Pinheiro Machado que foi, esse, o co-autor do "Antônio Chimango". Depois de abrir mão da candidatura à Presidência da República, ele foi o artífice da escolha do nome do Marechal Hermes da Fonseca à candidatura ao Senado - em detrimento de Ramiro Barcelos (que já havia exercido o cargo em duas ocasiões). Borges o barrou e o preclaro condestável lançou o nome do ex-presidente, este, por sinal, enfrentando uma rejeição que chegava às portas do Palácio do Conde dos Arcos, no Rio de Janeiro.

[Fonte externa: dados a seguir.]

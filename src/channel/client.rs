//! Live channel client.
//!
//! Owns at most one STOMP-over-WebSocket session, scoped to a single user.
//! The session runs as a background task:
//!   1. Connect the socket and perform the STOMP `CONNECT` handshake
//!   2. Subscribe once to the user's notification destination
//!   3. Decode each `MESSAGE` and hand it to the handler inline
//!   4. On any transport failure, wait a fixed delay and start over
//!
//! `disconnect()` (or a superseding `connect()`) unsubscribes, sends
//! `DISCONNECT`, closes the socket and waits for the task to finish, so the
//! old handler never sees another event once it returns.

use std::sync::Arc;
use std::time::Duration;

use futures::{Sink, SinkExt, Stream, StreamExt};
use tokio::sync::{oneshot, watch, Mutex};
use tokio::task::JoinHandle;
use tokio::time::Instant;
use tokio_tungstenite::connect_async;
use tokio_tungstenite::tungstenite::{Error as WsError, Message};
use tracing::{debug, error, info, warn};

use super::stomp::{decode_frames, Command, Frame, Heartbeat, HEARTBEAT};
use crate::api::TokenProvider;
use crate::errors::{NotifyError, Result};
use crate::models::Notification;

/// Only one subscription ever exists per session.
const SUBSCRIPTION_ID: &str = "sub-0";

/// Upper bound on the polite goodbye before the session task is aborted.
const GRACEFUL_CLOSE: Duration = Duration::from_secs(2);

#[derive(Debug, Clone, Copy, PartialEq, Eq)]
pub enum ChannelState {
    Disconnected,
    Connecting,
    Connected,
}

#[derive(Debug, Clone)]
pub struct ChannelConfig {
    /// WebSocket endpoint of the STOMP broker.
    pub url: String,
    /// Destination template; `{user}` is replaced by the user key.
    pub destination: String,
    /// Fixed delay between reconnect attempts.
    pub reconnect_delay: Duration,
    /// Heart-beats we offer; the broker may widen them.
    pub heartbeat: Heartbeat,
}

impl Default for ChannelConfig {
    fn default() -> Self {
        Self {
            url: "ws://localhost:8080/ws/websocket".to_string(),
            destination: "/user/{user}/queue/notifications".to_string(),
            reconnect_delay: Duration::from_millis(5000),
            heartbeat: Heartbeat::new(Duration::from_millis(4000), Duration::from_millis(4000)),
        }
    }
}

impl ChannelConfig {
    pub fn destination_for(&self, user_key: &str) -> String {
        self.destination.replace("{user}", user_key)
    }

    fn host(&self) -> String {
        url::Url::parse(&self.url)
            .ok()
            .and_then(|u| u.host_str().map(str::to_string))
            .unwrap_or_else(|| "localhost".to_string())
    }
}

pub type EventHandler = Arc<dyn Fn(Notification) + Send + Sync>;

pub struct LiveChannel {
    config: ChannelConfig,
    tokens: Arc<dyn TokenProvider>,
    state: Arc<watch::Sender<ChannelState>>,
    session: Mutex<Option<ChannelSession>>,
}

struct ChannelSession {
    user_key: String,
    shutdown: oneshot::Sender<()>,
    task: JoinHandle<()>,
}

impl ChannelSession {
    async fn close(self) {
        let ChannelSession {
            user_key,
            shutdown,
            mut task,
        } = self;

        let _ = shutdown.send(());
        match tokio::time::timeout(GRACEFUL_CLOSE, &mut task).await {
            Ok(Ok(())) => {}
            Ok(Err(e)) if e.is_panic() => {
                error!(user = %user_key, "live channel task panicked: {}", e);
            }
            Ok(Err(_)) => {}
            Err(_) => {
                warn!(user = %user_key, "live channel did not close in time, aborting");
                task.abort();
                let _ = task.await;
            }
        }
    }
}

impl LiveChannel {
    pub fn new(config: ChannelConfig, tokens: Arc<dyn TokenProvider>) -> Self {
        let (state, _) = watch::channel(ChannelState::Disconnected);
        Self {
            config,
            tokens,
            state: Arc::new(state),
            session: Mutex::new(None),
        }
    }

    /// Start (or restart) the session for `user_key`. Any existing session,
    /// whoever it belongs to, is fully torn down first.
    pub async fn connect<F>(&self, user_key: &str, on_event: F)
    where
        F: Fn(Notification) + Send + Sync + 'static,
    {
        let mut slot = self.session.lock().await;
        if let Some(previous) = slot.take() {
            debug!(
                previous = %previous.user_key,
                next = %user_key,
                "superseding live channel session"
            );
            previous.close().await;
        }

        let (shutdown_tx, shutdown_rx) = oneshot::channel();
        self.state.send_replace(ChannelState::Connecting);

        let runner = SessionRunner {
            url: self.config.url.clone(),
            host: self.config.host(),
            destination: self.config.destination_for(user_key),
            reconnect_delay: self.config.reconnect_delay,
            heartbeat: self.config.heartbeat,
            tokens: self.tokens.clone(),
            user_key: user_key.to_string(),
            handler: Arc::new(on_event),
            state: self.state.clone(),
        };
        let task = tokio::spawn(runner.run(shutdown_rx));

        info!(user = %user_key, url = %self.config.url, "live channel session started");
        *slot = Some(ChannelSession {
            user_key: user_key.to_string(),
            shutdown: shutdown_tx,
            task,
        });
    }

    /// Tear down the current session. Safe to call repeatedly, before any
    /// `connect()`, and while a reconnect backoff is pending.
    pub async fn disconnect(&self) {
        let mut slot = self.session.lock().await;
        match slot.take() {
            Some(session) => {
                let user = session.user_key.clone();
                session.close().await;
                info!(user = %user, "live channel session closed");
            }
            None => debug!("live channel disconnect with no active session"),
        }
        self.state.send_replace(ChannelState::Disconnected);
    }

    pub fn state(&self) -> ChannelState {
        *self.state.borrow()
    }

    pub fn watch_state(&self) -> watch::Receiver<ChannelState> {
        self.state.subscribe()
    }

    /// The user the current session belongs to, if any.
    pub async fn user_key(&self) -> Option<String> {
        self.session
            .lock()
            .await
            .as_ref()
            .map(|s| s.user_key.clone())
    }
}

enum Exit {
    Shutdown,
}

struct SessionRunner {
    url: String,
    host: String,
    destination: String,
    reconnect_delay: Duration,
    heartbeat: Heartbeat,
    tokens: Arc<dyn TokenProvider>,
    user_key: String,
    handler: EventHandler,
    state: Arc<watch::Sender<ChannelState>>,
}

impl SessionRunner {
    async fn run(self, mut shutdown: oneshot::Receiver<()>) {
        let mut attempt: u32 = 0;

        loop {
            attempt += 1;
            self.state.send_replace(ChannelState::Connecting);

            match self.run_connection(&mut shutdown).await {
                Ok(Exit::Shutdown) => break,
                Err(e) if e.is_transport() => {
                    warn!(
                        user = %self.user_key,
                        attempt,
                        error = %e,
                        delay_ms = self.reconnect_delay.as_millis() as u64,
                        "live channel lost, reconnecting"
                    );
                }
                Err(e) => {
                    error!(
                        user = %self.user_key,
                        attempt,
                        error = %e,
                        "live channel failed, reconnecting"
                    );
                }
            }

            self.state.send_replace(ChannelState::Disconnected);
            tokio::select! {
                _ = tokio::time::sleep(self.reconnect_delay) => {}
                _ = &mut shutdown => break,
            }
        }

        self.state.send_replace(ChannelState::Disconnected);
        debug!(user = %self.user_key, "live channel task finished");
    }

    async fn run_connection(&self, shutdown: &mut oneshot::Receiver<()>) -> Result<Exit> {
        let (ws, _resp) = tokio::select! {
            res = connect_async(self.url.as_str()) => res?,
            _ = &mut *shutdown => return Ok(Exit::Shutdown),
        };
        let (mut sink, mut stream) = ws.split();

        let token = self.tokens.bearer_token();
        let connect = Frame::connect(&self.host, self.heartbeat, token.as_deref());
        sink.send(Message::Text(connect.encode())).await?;

        let server_heartbeat = tokio::select! {
            res = await_connected(&mut stream) => res?,
            _ = &mut *shutdown => {
                let _ = sink.close().await;
                return Ok(Exit::Shutdown);
            }
        };
        let heartbeat = Heartbeat::negotiate(self.heartbeat, server_heartbeat);

        let subscribe = Frame::subscribe(SUBSCRIPTION_ID, &self.destination);
        sink.send(Message::Text(subscribe.encode())).await?;

        self.state.send_replace(ChannelState::Connected);
        info!(
            user = %self.user_key,
            destination = %self.destination,
            heartbeat_out_ms = heartbeat.outgoing.as_millis() as u64,
            heartbeat_in_ms = heartbeat.incoming.as_millis() as u64,
            "live channel subscribed"
        );

        let send_beats = !heartbeat.outgoing.is_zero();
        let mut beat = tokio::time::interval(if send_beats {
            heartbeat.outgoing
        } else {
            Duration::from_secs(3600)
        });
        beat.set_missed_tick_behavior(tokio::time::MissedTickBehavior::Skip);
        beat.tick().await;

        // Broker counts as gone after two silent incoming intervals.
        let grace = heartbeat.incoming.checked_mul(2).unwrap_or(Duration::ZERO);
        let watch_liveness = !grace.is_zero();
        let mut last_seen = Instant::now();

        loop {
            tokio::select! {
                _ = &mut *shutdown => {
                    goodbye(&mut sink).await;
                    return Ok(Exit::Shutdown);
                }
                _ = beat.tick(), if send_beats => {
                    sink.send(Message::Text(HEARTBEAT.to_string())).await?;
                }
                _ = tokio::time::sleep_until(deadline(last_seen, grace)), if watch_liveness => {
                    return Err(NotifyError::HeartbeatTimeout(grace));
                }
                msg = stream.next() => {
                    let msg = match msg {
                        Some(m) => m?,
                        None => return Err(NotifyError::ConnectionClosed),
                    };
                    last_seen = Instant::now();

                    match msg {
                        Message::Text(text) => self.dispatch(&text)?,
                        Message::Binary(bytes) => match String::from_utf8(bytes) {
                            Ok(text) => self.dispatch(&text)?,
                            Err(_) => warn!(user = %self.user_key, "dropping non-UTF-8 binary message"),
                        },
                        Message::Close(frame) => {
                            debug!(user = %self.user_key, ?frame, "broker closed the socket");
                            return Err(NotifyError::ConnectionClosed);
                        }
                        _ => {}
                    }
                }
            }
        }
    }

    /// Hand every decodable notification to the handler. Malformed payloads
    /// are dropped; only a broker `ERROR` frame ends the connection.
    fn dispatch(&self, text: &str) -> Result<()> {
        let frames = match decode_frames(text) {
            Ok(frames) => frames,
            Err(e) => {
                warn!(user = %self.user_key, error = %e, "dropping undecodable STOMP message");
                return Ok(());
            }
        };

        for frame in frames {
            match frame.command {
                Command::Message => {
                    if let Some(sub) = frame.get("subscription") {
                        if sub != SUBSCRIPTION_ID {
                            debug!(subscription = %sub, "ignoring message for foreign subscription");
                            continue;
                        }
                    }
                    match Notification::from_json(&frame.body) {
                        Ok(notification) => {
                            debug!(user = %self.user_key, id = %notification.id, "notification pushed");
                            (self.handler)(notification);
                        }
                        Err(e) => {
                            warn!(user = %self.user_key, error = %e, "dropping malformed notification payload");
                        }
                    }
                }
                Command::Error => return Err(NotifyError::Broker(broker_error(&frame))),
                other => debug!(command = %other, "ignoring STOMP frame"),
            }
        }
        Ok(())
    }
}

/// Read until the broker answers `CONNECTED` and return its heart-beat offer.
async fn await_connected<S>(stream: &mut S) -> Result<Heartbeat>
where
    S: Stream<Item = std::result::Result<Message, WsError>> + Unpin,
{
    while let Some(msg) = stream.next().await {
        let text = match msg? {
            Message::Text(text) => text,
            Message::Close(_) => return Err(NotifyError::ConnectionClosed),
            _ => continue,
        };
        for frame in decode_frames(&text)? {
            match frame.command {
                Command::Connected => {
                    return match frame.get("heart-beat") {
                        Some(value) => Ok(Heartbeat::parse(value)?),
                        None => Ok(Heartbeat::default()),
                    };
                }
                Command::Error => return Err(NotifyError::Broker(broker_error(&frame))),
                _ => {}
            }
        }
    }
    Err(NotifyError::ConnectionClosed)
}

/// Unsubscribe first, then deactivate. Failures only mean the socket is
/// already gone.
async fn goodbye<K>(sink: &mut K)
where
    K: Sink<Message, Error = WsError> + Unpin,
{
    let frames = [Frame::unsubscribe(SUBSCRIPTION_ID), Frame::disconnect()];
    for frame in frames {
        if let Err(e) = sink.send(Message::Text(frame.encode())).await {
            debug!(error = %e, "goodbye frame not sent");
            return;
        }
    }
    let _ = sink.close().await;
}

/// Far-future instants are clamped instead of overflowing.
fn deadline(last_seen: Instant, grace: Duration) -> Instant {
    last_seen
        .checked_add(grace)
        .unwrap_or_else(|| last_seen + Duration::from_secs(86_400 * 365))
}

fn broker_error(frame: &Frame) -> String {
    match frame.get("message") {
        Some(msg) if !msg.is_empty() => msg.to_string(),
        _ => frame.body.trim().to_string(),
    }
}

Quando se deu o rompimento entre Barcelos e Borges, nas derradeiras vezes em que foi citado, o célebre cachoeirense foi chamado de "insaciável" e "incorrigível" no texto de um telegrama, de Borges a Pinheiro. Barcelos, já sob a persona (non grata) de Amaro Juvenal, soube do conteúdo do texto, e deu a devida resposta ao preclaro amigo no seu "poemeto campestre":


Velho gaúcho - insaciável
de fazer aos mandões guerra
Nestas páginas encerra
Por um pendor invencível
Seu amor - incorrigível
Às tradições dessa terra (2).




(1) Maria Helena Martins, A Agonia do heroísmo. LPM, Porto Alegre, 1980
(2) Amaro Juvenal. Antônio Chimango, Martins Livreiro, Porto Alegre, 1978.